1.  Ensure that the reason for termination is as iron-clad as possible.   The company should confirm that the conduct in question contravenes its policies, and evaluate what it has done in the past when faced with similar violations.  In this case, the company had terminated another employee (who had not requested FMLA leave) recently for the same violation.  Evidence that other employees who did not request FMLA were treated the same is very helpful in defending against potential FMLA claims.  Of course, if other employees who engaged in similar conduct had simply received a "slap on the wrist," the company would need to reevaluate why it was moving forward with termination in this instance.

2.  Document, document, document.  Document the policy violation clearly as soon as it occurs.  If the company decides to move forward with the termination now, the company should send a termination letter to the employee detailing the reason for the termination. 

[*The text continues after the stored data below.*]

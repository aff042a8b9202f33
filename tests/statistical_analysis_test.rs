// ABOUTME: Unit tests for statistical analysis functionality
// ABOUTME: Validates statistical analysis behavior, edge cases, and error handling
//
// Licensed under either of Apache License, Version 2.0 or MIT License at your option.
// Copyright ©2025 Async-IO.org

// Statistical analysis module tests

#![allow(clippy::cast_possible_wrap)] // Test helper uses small indices

use chrono::Utc;
use pierre_mcp_server::intelligence::{StatisticalAnalyzer, TrendDataPoint};

fn create_test_data_points(values: Vec<f64>) -> Vec<TrendDataPoint> {
    values
        .into_iter()
        .enumerate()
        .map(|(i, value)| TrendDataPoint {
            date: Utc::now() + chrono::Duration::days(i as i64),
            value,
            smoothed_value: None,
        })
        .collect()
}

#[test]
fn test_linear_regression_perfect_positive_correlation() {
    let data_points = create_test_data_points(vec![1.0, 2.0, 3.0, 4.0, 5.0]);
    let result = StatisticalAnalyzer::linear_regression(&data_points).unwrap();

    assert!((result.slope - 1.0).abs() < 0.001);
    assert!((result.correlation - 1.0).abs() < 0.001);
    assert!((result.r_squared - 1.0).abs() < 0.001);
}

#[test]
fn test_linear_regression_perfect_negative_correlation() {
    let data_points = create_test_data_points(vec![5.0, 4.0, 3.0, 2.0, 1.0]);
    let result = StatisticalAnalyzer::linear_regression(&data_points).unwrap();

    assert!((result.slope - (-1.0)).abs() < 0.001);
    assert!((result.correlation - (-1.0)).abs() < 0.001);
    assert!((result.r_squared - 1.0).abs() < 0.001);
}

#[test]
fn test_trend_strength_calculation() {
    let data_points = create_test_data_points(vec![1.0, 2.0, 3.0, 4.0, 5.0]);
    let trend_strength = StatisticalAnalyzer::calculate_trend_strength(&data_points).unwrap();

    assert!((trend_strength - 1.0).abs() < 0.001);
}

#[test]
fn test_insufficient_data_points() {
    let data_points = create_test_data_points(vec![1.0]);
    let result = StatisticalAnalyzer::linear_regression(&data_points);

    assert!(result.is_err());
}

3.  Be decent.  We hear so often from laid off employees and jurors alike that they want to punish the employer in question because the termination was communicated in a nasty, impersonal way.  The scenario described above presents a difficult dilemma, because the employee is not available to talk now, but the company does not necessarily want to postpone the termination.  The company could send a termination letter, but ask in the letter that the employee let them know when the employee is available to discuss the decision, and then follow up to discuss the termination with the employee.  In addition, the company could send its assurances to the employee that it would continue to cover her under its health insurance plan, if feasible and permitted under the health plan, for the remainder of the month.  (In the scenario above, under the employer's health insurance plan the employee's coverage would not terminate until the end of the month).  Another alternative is offering the employee some severance, or payment for a period of time of premiums for health insurance continuation coverage under the Consolidated Omnibus Budget Reconciliation Act of 1985 (COBRA), in exchange for the employee signing a release of any claims against the company.

Whether the timing is right requires an individualized analysis.  By following the tenets above, employers should be able to reduce the risk that they will be sued for violating the FMLA.